RABBI ZELIZER: GUEST COLUMNIST

Rabbi Zelizer's Guest Columns as Published in Newspapers Around the Country

(Published May 13, 2001 in the New Jersey Section)

Mother's Day

Gerald L. Zelizer

My Christian colleagues tell me that it is pretty much obligatory to preach on Mother's Day today, or at least include a passing reference. "You'd better, or you won't last until Father's Day," one quipped. Well, I don't want to be the grinch who steals Mother's Day, but I can't figure how this American observance is promoted in today's sermons, especially if one looks closely at the Bible. Women, with rare exceptions, are shortchanged in Holy Scripture, and mothers get the least change of all. Biblical accounts of mothers do not lend themselves to tidy quotes on Hallmark cards. Sometimes, mothers are unnamed- as the natural mother of Moses, or silent bystanders, as with Sarah and the sacrificial binding of Isaac. Many mothers are in fact concubines who bear children when infertile mothers cannot-such as Bilhah and Zilpah, the kept women of the patriarch Jacob.

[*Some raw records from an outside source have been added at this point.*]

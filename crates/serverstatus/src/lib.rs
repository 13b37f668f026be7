//! Reachability probing for the server monitor.
//!
//! This crate answers a single question: is `host:port` accepting
//! connections right now? It is responsible for:
//! - Executing one TCP connect (with TLS negotiation on port 443) per probe
//! - Bounding every probe with an explicit timeout
//! - Collapsing all failure causes into one `Unreachable` signal

pub mod probe;
pub mod types;

pub use probe::{is_running, Probe, TcpProber, DEFAULT_PROBE_TIMEOUT};
pub use types::{Reachability, Target};
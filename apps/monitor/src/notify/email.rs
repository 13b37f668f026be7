use std::path::{Path, PathBuf};

use async_trait::async_trait;
use lettre::message::header::ContentType;
use lettre::message::{Attachment, Mailbox, MultiPart, SinglePart};
use lettre::transport::smtp::authentication::Credentials;
use lettre::{AsyncSmtpTransport, AsyncTransport, Message, Tokio1Executor};
use serverstatus::Target;

use super::{Notifier, NotifyError};
use crate::config::SmtpSettings;

const ALERT_SUBJECT: &str = "Monitoring Alert";

/// SMTP notifier: authenticated STARTTLS submission with the monitor log
/// attached as evidence. The sender address is the SMTP username.
pub struct EmailNotifier {
    transport: AsyncSmtpTransport<Tokio1Executor>,
    from: Mailbox,
    to: Vec<Mailbox>,
}

impl EmailNotifier {
    /// Recipient and sender addresses are parsed here, so a bad address is
    /// a startup failure rather than a silent alert drop later.
    pub fn new(smtp: &SmtpSettings, receivers: &[String]) -> Result<Self, NotifyError> {
        let transport = AsyncSmtpTransport::<Tokio1Executor>::starttls_relay(&smtp.host)?
            .port(smtp.port)
            .credentials(Credentials::new(smtp.username.clone(), smtp.password.clone()))
            .build();

        let from: Mailbox = smtp.username.parse()?;
        let to = receivers
            .iter()
            .map(|receiver| receiver.parse())
            .collect::<Result<Vec<Mailbox>, _>>()?;

        Ok(Self { transport, from, to })
    }

    async fn attachment_part(path: &Path) -> Option<SinglePart> {
        let bytes = match tokio::fs::read(path).await {
            Ok(bytes) => bytes,
            Err(error) => {
                // The alert still goes out without its evidence.
                tracing::warn!(path = %path.display(), %error, "skipping unreadable attachment");
                return None;
            }
        };

        let filename = path
            .file_name()
            .map(|name| name.to_string_lossy().into_owned())
            .unwrap_or_else(|| "attachment".to_string());

        Some(Attachment::new(filename).body(bytes, ContentType::TEXT_PLAIN))
    }
}

#[async_trait]
impl Notifier for EmailNotifier {
    async fn notify(
        &self,
        target: &Target,
        message: &str,
        attachments: &[PathBuf],
    ) -> Result<(), NotifyError> {
        tracing::info!(server = %target, "sending alert email");

        let mut builder = Message::builder().from(self.from.clone()).subject(ALERT_SUBJECT);
        for to in &self.to {
            builder = builder.to(to.clone());
        }

        let mut body = MultiPart::mixed().singlepart(SinglePart::plain(message.to_string()));
        for path in attachments {
            if let Some(part) = Self::attachment_part(path).await {
                body = body.singlepart(part);
            }
        }

        let email = builder.multipart(body)?;
        self.transport.send(email).await?;

        Ok(())
    }
}
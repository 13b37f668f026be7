use clap::Parser;

/// Periodically checks one server and emails an alert after repeated
/// failures.
#[derive(Debug, Parser)]
#[command(name = "monitor")]
pub struct Cli {
    /// Server address for monitoring
    pub server_address: String,

    /// Port number for the server
    #[arg(long, default_value_t = 80)]
    pub port: u16,

    /// Days in the status check interval
    #[arg(long, default_value_t = 0)]
    pub days: u64,

    /// Hours in the status check interval
    #[arg(long, default_value_t = 0)]
    pub hours: u64,

    /// Minutes in the status check interval
    #[arg(long, default_value_t = 0)]
    pub minutes: u64,

    /// Seconds in the status check interval
    #[arg(long, default_value_t = 1)]
    pub seconds: u64,

    /// Consecutive failed checks tolerated before an alert email is sent
    #[arg(long, default_value_t = 5)]
    pub limit: u32,
}
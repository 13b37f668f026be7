mod cli;
mod config;
mod logging;
mod monitoring;
mod notify;

use std::sync::Arc;

use anyhow::Context;
use clap::Parser;
use serverstatus::{TcpProber, DEFAULT_PROBE_TIMEOUT};
use tokio::sync::Mutex;

use crate::cli::Cli;
use crate::config::Settings;
use crate::monitoring::{Scheduler, StatusMonitor};
use crate::notify::EmailNotifier;

#[tokio::main]
async fn main() -> anyhow::Result<()> {
    // A .env file is optional; deployments may set the variables directly.
    dotenvy::dotenv().ok();

    let cli = Cli::parse();
    let settings = Settings::from_cli(&cli).context("invalid configuration")?;

    logging::init(&settings.log_file)?;

    if settings.interval.is_zero() {
        tracing::warn!("check interval is zero; checks will run back to back");
    }

    tracing::info!(
        server = %settings.target,
        interval_secs = settings.interval.as_secs(),
        limit = settings.threshold,
        receivers = settings.receivers.len(),
        "monitor configured"
    );

    let prober = Arc::new(TcpProber::new(DEFAULT_PROBE_TIMEOUT));
    let notifier = Arc::new(
        EmailNotifier::new(&settings.smtp, &settings.receivers)
            .context("invalid alert configuration")?,
    );

    let monitor = Arc::new(Mutex::new(StatusMonitor::new(
        settings.target.clone(),
        settings.threshold,
        prober,
        notifier,
        settings.log_file.clone(),
    )));

    let scheduler = Scheduler::new(settings.interval, move || {
        let monitor = Arc::clone(&monitor);
        async move {
            monitor.lock().await.check().await;
        }
    });

    println!("Starting monitor, press CTRL+C to stop.");
    scheduler.start();

    tokio::signal::ctrl_c().await.context("failed to listen for interrupt")?;

    println!("Monitor is shutting down...");
    scheduler.stop();

    Ok(())
}
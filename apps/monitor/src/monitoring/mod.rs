//! Monitoring engine module - drives the recurring check cycle
//!
//! This module is responsible for:
//! - Scheduling one check per interval with non-overlapping ticks
//! - Tracking consecutive probe failures
//! - Dispatching an alert through the notifier when the tolerance is crossed

pub mod scheduler;
pub mod status;

pub use scheduler::Scheduler;
pub use status::StatusMonitor;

Even the mother of all mother's, Mary, is not as exalted and special in the Bible as she became in later Catholic tradition. If today's sermons are to be helpful, then a better topic are those clergy mothers who are yet unable to break the stained glass ceiling. Female pastors and rabbis have rarely been appointed to head the most organizationally prestigious churches and synagogues in New Jersey. The Episcopal Church, for example, began ordaining women priests in 1976. But in the State of New Jersey, where approximately 350 full time priests serve 289 parishes, only 98 are women. About 40 of those serve, many as rectors, in parishes that are mid size. Of the largest parishes with 1000 members or more, of which there are approximately fifteen, none are occupied by a woman. Even when the diocese recommends, the parish does not call. Of the six New Jersey Presbyteries in the Presbyterian Church USA, most female clergy occupy congregations of under 250 members, as well as chaplaincy, counseling and religious education. Only two are senior pastors in churches with 500 members or more.

In my own Conservative Judaism, which began ordaining women in 1985, none of the four women who serve congregations in New Jersey occupy what we consider promotional positions, which are synagogues with larger memberships and greater resources for religious programming. Nationally, only two lead such congregations. Rabbi Stephanie Dickstein served congregations in Hoboken and Verona and was among those pioneers who first trail blazed the path to the pulpit. She explains that "of 60 women in our movement who have been rabbis for more than five years, now eligible for promotional positions, about half occupied pulpits at one time or another. But only 20% have remained as congregational rabbis. '" Perhaps the most effective assistance in elevating women up the sacred ladder has come from the Methodist Church. Rev Vicki Brendler, District Superintendent of the Raritan District of the Greater New Jersey Annual Conference of the Methodist Church, reports that of 121 women who are senior pastors in NJ churches, ten are senior pastors in churches with more than 500 members. Reverend Diane Nancekivell, has cracked the stained glass ceiling. She is Vicar of the Trinity Cathedral Church in Trenton, which as the seat of the Episcopal Bishop, is regarded as the mother church. Nevertheless, she cautions, "In my pastoral function, I am embraced wholeheartedly. But as a spiritual manager and public figure in the community, I still meet resistance."

An evocative sermon topic today would be "Mother Clergy: Accomplishments and Handicaps."The number of ordained female clergy tripled 1983 through 1999. Affirmative action has been realized. But the next stage of advancing qualified female clergy to the role of religious boss is yet unrealized on the religious agenda. Presbyterian Reverend Jill Kitsco acknowledges that "many women I know do not have a large church as their goal. They are happier with smaller, family feeling type parishes, or seek part time ministry while raising families, as I am now. " Perhaps the disparity is because the pool of potential female candidates is smaller than men. Or maybe since women's ordination is more recent than men, both the pastors and the parishes simply need more time to accustom themselves to women on the pulpit. Of course, when God is still perceived as a male and father, is it surprising that God's primary spokesperson is not usually a mother?